Un retour sur l’histoire de Barack Obama
Celui-ci est surmonté d’énormes lettres de pierre formant une partie d’un discours que Barack Obama a prononcé en 2015 à Selma, en Alabama, berceau du mouvement des droits civiques. Une statue du couple présidentiel, légèrement plus grande que nature, le montre également en train de saluer pour accueillir les visiteurs.
Au sommet, se trouve une spectaculaire sky room, avec vue sur Chicago, où les visiteurs peuvent littéralement regarder à travers les mots du discours. Un restaurant propose un « Obama Burger » pour 15,50 dollars. Le premier étage présente des objets de la jeunesse du président, dont un moulage de l’empreinte de sa main, tandis que le deuxième revient sur sa victoire à l’élection de 2008 et que le troisième célèbre les réalisations de sa présidence.
Une réplique exacte du bureau Ovale, où les visiteurs peuvent s’asseoir derrière un « Resolute Desk » grandeur nature, fait par ailleurs sensation. Son minimalisme tranche avec les dorures chères à Donald Trump, qui en a ajouté de nombreuses dès son retour à la Maison Blanche. De fait, le milliardaire républicain est probablement le fantôme de la visite, lui qui a tenté de démanteler tout ce que son adversaire démocrate avait accompli.
« Le marqueur d’une présidence particulière »
« Nous ne nous concentrons pas sur une tranche étroite et particulière » de l’héritage d’Obama, assure à l’Agence France-Presse Michael Strautmanis, directeur des affaires institutionnelles de la Fondation Obama. « Il s’agit surtout d’inspirer de nouveaux dirigeants ». « C’est le marqueur d’une présidence particulière », complète l’architecte Billie Tsien.

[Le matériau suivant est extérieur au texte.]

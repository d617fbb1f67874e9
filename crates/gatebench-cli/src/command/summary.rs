//! Statistical summary command
//!
//! Renders the per-algorithm statistics blocks, the solved-by-width
//! distribution, and the cross-algorithm comparison as a plain-text report.

use std::{
    fmt::{self, Write as _},
    path::PathBuf,
};

use clap::Args;
use gatebench_analysis::{
    compare::{self, COMPARISON_METRICS},
    run_set::{AlgorithmRunSet, Metric, RunCollection},
};
use gatebench_stats::descriptive::StatSummary;

use crate::{format, reports, util};

#[derive(Debug, Clone, Args)]
pub(crate) struct SummaryArg {
    /// Directory containing the solver report files
    #[arg(default_value = "output")]
    pub reports_dir: PathBuf,

    /// Write the summary to this file instead of stdout
    #[arg(long)]
    pub output: Option<PathBuf>,
}

pub(crate) fn run(arg: &SummaryArg) -> anyhow::Result<()> {
    let collection = reports::load_run_collection(&arg.reports_dir)?;

    let mut text = String::new();
    render_summary(&mut text, &collection)?;

    let mut output = util::Output::from_output_path(arg.output.clone())?;
    output.write_text(&text)?;
    Ok(())
}

fn render_summary(out: &mut String, collection: &RunCollection) -> fmt::Result {
    writeln!(out, "{}", format::banner())?;
    writeln!(out, "STATISTICAL SUMMARY OF PUZZLE SOLVER RESULTS")?;
    writeln!(out, "{}", format::banner())?;

    for run_set in collection.run_sets() {
        writeln!(out)?;
        writeln!(out, "{}", format::banner())?;
        writeln!(out, "{}", run_set.algorithm().label())?;
        writeln!(out, "{}", format::banner())?;
        writeln!(out, "Total test cases: {}", run_set.len())?;
        writeln!(out)?;

        for metric in Metric::ALL {
            write_metric_block(out, run_set, metric)?;
        }

        write_width_block(out, run_set)?;
    }

    write_comparison_block(out, collection)
}

/// Per-metric value formatting for the six-line statistics blocks.
enum Style {
    /// Six decimals, no separators (execution time).
    Seconds,
    /// Thousands-separated counts; the memory block also reports its total
    /// in KB.
    Count { kb_total: bool },
    /// Small plain integers (puzzle properties); a total would be
    /// meaningless, so the block has none.
    PlainInt,
    /// Thousands-separated rate; totals across runs are meaningless.
    Rate,
}

fn style(metric: Metric) -> Style {
    match metric {
        Metric::ExecutionTime => Style::Seconds,
        Metric::ExpandedNodes | Metric::GeneratedNodes | Metric::DuplicatedNodes => {
            Style::Count { kb_total: false }
        }
        Metric::MemoryUsage => Style::Count { kb_total: true },
        Metric::NumPieces | Metric::SolutionSteps | Metric::EmptySpaces => Style::PlainInt,
        Metric::NodesPerSecond => Style::Rate,
    }
}

fn write_metric_block(
    out: &mut String,
    run_set: &AlgorithmRunSet,
    metric: Metric,
) -> fmt::Result {
    writeln!(out, "{}:", metric.label())?;
    let Some(summary) = run_set.summarize(metric) else {
        writeln!(out, "  No data available")?;
        writeln!(out)?;
        return Ok(());
    };

    let StatSummary {
        min,
        max,
        mean,
        median,
        std_dev,
        total,
    } = summary;

    match style(metric) {
        Style::Seconds => {
            writeln!(out, "  Min:    {min:.6}")?;
            writeln!(out, "  Max:    {max:.6}")?;
            writeln!(out, "  Mean:   {mean:.6}")?;
            writeln!(out, "  Median: {median:.6}")?;
            writeln!(out, "  StdDev: {std_dev:.6}")?;
            writeln!(out, "  Total:  {total:.6}")?;
        }
        Style::Count { kb_total } => {
            writeln!(out, "  Min:    {}", format::thousands(min, 0))?;
            writeln!(out, "  Max:    {}", format::thousands(max, 0))?;
            writeln!(out, "  Mean:   {}", format::thousands(mean, 2))?;
            writeln!(out, "  Median: {}", format::thousands(median, 0))?;
            writeln!(out, "  StdDev: {}", format::thousands(std_dev, 2))?;
            if kb_total {
                writeln!(
                    out,
                    "  Total:  {} ({:.2} KB)",
                    format::thousands(total, 0),
                    total / 1024.0
                )?;
            } else {
                writeln!(out, "  Total:  {}", format::thousands(total, 0))?;
            }
        }
        Style::PlainInt => {
            writeln!(out, "  Min:    {min:.0}")?;
            writeln!(out, "  Max:    {max:.0}")?;
            writeln!(out, "  Mean:   {mean:.2}")?;
            writeln!(out, "  Median: {median:.0}")?;
            writeln!(out, "  StdDev: {std_dev:.2}")?;
        }
        Style::Rate => {
            writeln!(out, "  Min:    {}", format::thousands(min, 2))?;
            writeln!(out, "  Max:    {}", format::thousands(max, 2))?;
            writeln!(out, "  Mean:   {}", format::thousands(mean, 2))?;
            writeln!(out, "  Median: {}", format::thousands(median, 2))?;
            writeln!(out, "  StdDev: {}", format::thousands(std_dev, 2))?;
        }
    }
    writeln!(out)
}

fn write_width_block(out: &mut String, run_set: &AlgorithmRunSet) -> fmt::Result {
    writeln!(out, "SOLVED BY IW WIDTH:")?;
    for entry in run_set.width_distribution() {
        writeln!(
            out,
            "  IW({}): {} puzzles ({:.1}%)",
            entry.width, entry.count, entry.percentage
        )?;
    }
    writeln!(out)
}

fn write_comparison_block(out: &mut String, collection: &RunCollection) -> fmt::Result {
    writeln!(out)?;
    writeln!(out, "{}", format::banner())?;
    writeln!(out, "CROSS-ALGORITHM COMPARISON")?;
    writeln!(out, "{}", format::banner())?;
    writeln!(out)?;

    for metric in COMPARISON_METRICS {
        writeln!(out, "{}:", comparison_heading(metric))?;
        for (algorithm, mean) in compare::mean_by_algorithm(collection, metric) {
            match metric {
                Metric::ExecutionTime => writeln!(
                    out,
                    "  {}: {mean:.6} seconds (mean)",
                    algorithm.short_label()
                )?,
                Metric::MemoryUsage => writeln!(
                    out,
                    "  {}: {} bytes (mean)",
                    algorithm.short_label(),
                    format::thousands(mean, 2)
                )?,
                _ => writeln!(
                    out,
                    "  {}: {} (mean)",
                    algorithm.short_label(),
                    format::thousands(mean, 2)
                )?,
            }
        }
        writeln!(out)?;
    }

    writeln!(out, "{}", format::banner())
}

fn comparison_heading(metric: Metric) -> &'static str {
    match metric {
        Metric::ExecutionTime => "EXECUTION TIME",
        Metric::MemoryUsage => "MEMORY USAGE",
        _ => metric.label(),
    }
}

Pour l’heure, les échos sont partagés : le New York Times a qualifié l’architecture de « froide et dissuasive », tandis que le Washington Post a évoqué une « faille temporelle ». Donald Trump − qui n’apprécie ni Obama ni l’architecture moderne − l’a pour sa part comparé à une poubelle.
Le principal intéressé, Barack Obama, s’est défendu de tout « monument à [s]on héritage » : « C’est une porte d’entrée vers le vôtre. » De son côté, l’actuel président républicain, qui a déjà lancé un projet de salle de bal à la Maison Blanche et veut construire une arche monumentale à Washington, a aussi fait part de son souhait d’ériger une Trump Presidential Library à Miami, avec son propre bureau Ovale et un avion Air Force One.